//! Shared Tauri application state.
use parking_lot::RwLock;
use std::sync::Arc;
use tauri::{AppHandle, Emitter};
use tracing::{info, warn};

use launcher_core::storage::{self, KvStore};
use launcher_core::system::detector::LocalDetector;
use launcher_core::system::firewall::NetshFirewall;
use launcher_core::system::process::ShellLauncher;
use launcher_core::system::runner::SystemRunner;
use launcher_core::system::steam::SteamClient;
use launcher_core::{
    paths, AccessControlPanel, LauncherRegistry, OnboardingStateMachine, OrchestratorSettings,
    SteamGames,
};

use crate::chooser::DialogChooser;

pub const PHASE_EVENT: &str = "onboarding://phase";

pub struct AppState {
    pub store: Arc<KvStore>,
    pub registry: Arc<LauncherRegistry>,
    pub panel: Arc<AccessControlPanel>,
    pub games: SteamGames,
    settings: OrchestratorSettings,
    detector: Arc<LocalDetector>,
    chooser: Arc<DialogChooser>,
    app: AppHandle,
    /// Replaced when onboarding is reset.
    onboarding: RwLock<OnboardingStateMachine>,
}

impl AppState {
    pub fn new(app: AppHandle) -> anyhow::Result<Self> {
        let path = paths::settings_path()?;
        let store = Arc::new(KvStore::open(&path)?);
        info!(path = %path.display(), "settings store opened");

        let settings = match storage::load_settings(&store).and_then(|s| {
            s.validate()?;
            Ok(s)
        }) {
            Ok(settings) => settings,
            Err(err) => {
                warn!(error = %err, "invalid orchestrator settings, using defaults");
                OrchestratorSettings::default()
            }
        };

        let registry = Arc::new(LauncherRegistry::new());
        let detector = Arc::new(LocalDetector::new(store.clone()));
        let chooser = Arc::new(DialogChooser::new(app.clone()));
        let runner = Arc::new(SystemRunner);
        let firewall = Arc::new(NetshFirewall::new(store.clone(), runner.clone()));
        let panel = Arc::new(AccessControlPanel::new(
            firewall,
            Arc::new(ShellLauncher::new(store.clone())),
            registry.clone(),
            &settings,
        ));
        let games = SteamGames::new(panel.clone(), Arc::new(SteamClient::new(runner)));

        let onboarding = build_onboarding(&app, &detector, &chooser, &store, &registry, &settings);
        Ok(Self {
            store,
            registry,
            panel,
            games,
            settings,
            detector,
            chooser,
            app,
            onboarding: RwLock::new(onboarding),
        })
    }

    pub fn onboarding(&self) -> OnboardingStateMachine {
        self.onboarding.read().clone()
    }

    /// Starts a fresh onboarding session, cancelling the old one's timer.
    pub fn restart_onboarding(&self) -> OnboardingStateMachine {
        let fresh = build_onboarding(
            &self.app,
            &self.detector,
            &self.chooser,
            &self.store,
            &self.registry,
            &self.settings,
        );
        let old = std::mem::replace(&mut *self.onboarding.write(), fresh.clone());
        old.teardown();
        fresh
    }
}

fn build_onboarding(
    app: &AppHandle,
    detector: &Arc<LocalDetector>,
    chooser: &Arc<DialogChooser>,
    store: &Arc<KvStore>,
    registry: &Arc<LauncherRegistry>,
    settings: &OrchestratorSettings,
) -> OnboardingStateMachine {
    let machine = OnboardingStateMachine::new(
        detector.clone(),
        chooser.clone(),
        store.clone(),
        registry.clone(),
        settings,
    );
    forward_phases(app.clone(), &machine);
    machine
}

/// Pushes every phase change to the web view. Ends with the session.
fn forward_phases(app: AppHandle, machine: &OnboardingStateMachine) {
    let mut phases = machine.subscribe();
    tauri::async_runtime::spawn(async move {
        while phases.changed().await.is_ok() {
            let phase = *phases.borrow_and_update();
            if let Err(err) = app.emit(PHASE_EVENT, phase) {
                warn!(error = %err, "failed to emit onboarding phase");
            }
        }
    });
}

○ ○ ○

**EXERCISE**
The complete set of entries is to be restated word for word.

**YOUR SOLUTION**
//! Shared Tauri application state.
use parking_lot::RwLock;
use std::sync::Arc;
use tauri::{AppHandle, Emitter};
use tracing::{info, warn};

use launcher_core::storage::{self, KvStore};
use launcher_core::system::detector::LocalDetector;
use launcher_core::system::firewall::NetshFirewall;
use launcher_core::system::process::ShellLauncher;
use launcher_core::system::runner::SystemRunner;
use launcher_core::system::steam::SteamClient;
use launcher_core::{
    paths, AccessControlPanel, LauncherRegistry, OnboardingStateMachine, OrchestratorSettings,
    SteamGames,
};

use crate::chooser::DialogChooser;

pub const PHASE_EVENT: &str = "onboarding://phase";

pub struct AppState {
    pub store: Arc<KvStore>,
    pub registry: Arc<LauncherRegistry>,
    pub panel: Arc<AccessControlPanel>,
    pub games: SteamGames,
    settings: OrchestratorSettings,
    detector: Arc<LocalDetector>,
    chooser: Arc<DialogChooser>,
    app: AppHandle,
    /// Replaced when onboarding is reset.
    onboarding: RwLock<OnboardingStateMachine>,
}

impl AppState {
    pub fn new(app: AppHandle) -> anyhow::Result<Self> {
        let path = paths::settings_path()?;
        let store = Arc::new(KvStore::open(&path)?);
        info!(path = %path.display(), "settings store opened");

        let settings = match storage::load_settings(&store).and_then(|s| {
            s.validate()?;
            Ok(s)
        }) {
            Ok(settings) => settings,
            Err(err) => {
                warn!(error = %err, "invalid orchestrator settings, using defaults");
                OrchestratorSettings::default()
            }
        };

        let registry = Arc::new(LauncherRegistry::new());
        let detector = Arc::new(LocalDetector::new(store.clone()));
        let chooser = Arc::new(DialogChooser::new(app.clone()));
        let runner = Arc::new(SystemRunner);
        let firewall = Arc::new(NetshFirewall::new(store.clone(), runner.clone()));
        let panel = Arc::new(AccessControlPanel::new(
            firewall,
            Arc::new(ShellLauncher::new(store.clone())),
            registry.clone(),
            &settings,
        ));
        let games = SteamGames::new(panel.clone(), Arc::new(SteamClient::new(runner)));

        let onboarding = build_onboarding(&app, &detector, &chooser, &store, &registry, &settings);
        Ok(Self {
            store,
            registry,
            panel,
            games,
            settings,
            detector,
            chooser,
            app,
            onboarding: RwLock::new(onboarding),
        })
    }

    pub fn onboarding(&self) -> OnboardingStateMachine {
        self.onboarding.read().clone()
    }

    /// Starts a fresh onboarding session, cancelling the old one's timer.
    pub fn restart_onboarding(&self) -> OnboardingStateMachine {
        let fresh = build_onboarding(
            &self.app,
            &self.detector,
            &self.chooser,
            &self.store,
            &self.registry,
            &self.settings,
        );
        let old = std::mem::replace(&mut *self.onboarding.write(), fresh.clone());
        old.teardown();
        fresh
    }
}

fn build_onboarding(
    app: &AppHandle,
    detector: &Arc<LocalDetector>,
    chooser: &Arc<DialogChooser>,
    store: &Arc<KvStore>,
    registry: &Arc<LauncherRegistry>,
    settings: &OrchestratorSettings,
) -> OnboardingStateMachine {
    let machine = OnboardingStateMachine::new(
        detector.clone(),
        chooser.clone(),
        store.clone(),
        registry.clone(),
        settings,
    );
    forward_phases(app.clone(), &machine);
    machine
}

/// Pushes every phase change to the web view. Ends with the session.
fn forward_phases(app: AppHandle, machine: &OnboardingStateMachine) {
    let mut phases = machine.subscribe();
    tauri::async_runtime::spawn(async move {
        while phases.changed().await.is_ok() {
            let phase = *phases.borrow_and_update();
            if let Err(err) = app.emit(PHASE_EVENT, phase) {
                warn!(error = %err, "failed to emit onboarding phase");
            }
        }
    });
}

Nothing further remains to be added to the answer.